Within the records that follow, determine how many lines include the word "slot". State the number and nothing further.

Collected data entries
##############################
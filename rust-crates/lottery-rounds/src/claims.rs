use crate::record::Ticket;

/// True once any of the tickets has been claimed.
pub fn has_round_been_claimed(tickets: &[Ticket]) -> bool {
    tickets.iter().any(|ticket| ticket.claimed)
}
use fuels::types::ContractId;
use serde_json::Value;

pub mod gateway;

/// One read-only contract call.
#[derive(Debug, Clone, PartialEq, Eq)]
pub struct ReadCall {
    pub target: ContractId,
    pub method: String,
    pub params: Vec<Value>,
}

impl ReadCall {
    pub fn new(target: ContractId, method: impl Into<String>) -> Self {
        Self {
            target,
            method: method.into(),
            params: Vec::new(),
        }
    }

    pub fn with_param(mut self, param: impl Into<Value>) -> Self {
        self.params.push(param.into());
        self
    }
}

/// Access to ledger state. Results come back as the decoded, loosely typed output
/// of each call.
pub trait LedgerTransport {
    fn read(&self, call: ReadCall) -> impl Future<Output = anyhow::Result<Value>>;

    /// Sends every call in a single round-trip.
    ///
    /// `Err` means the batch as a whole never got an answer. Otherwise the result
    /// has one slot per call, in call order. With `require_success == false` a
    /// failing call yields a `None` slot; with `true` it fails the whole batch.
    fn read_batch(
        &self,
        calls: Vec<ReadCall>,
        require_success: bool,
    ) -> impl Future<Output = anyhow::Result<Vec<Option<Value>>>>;
}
##############################
**Solution to this exercise**
2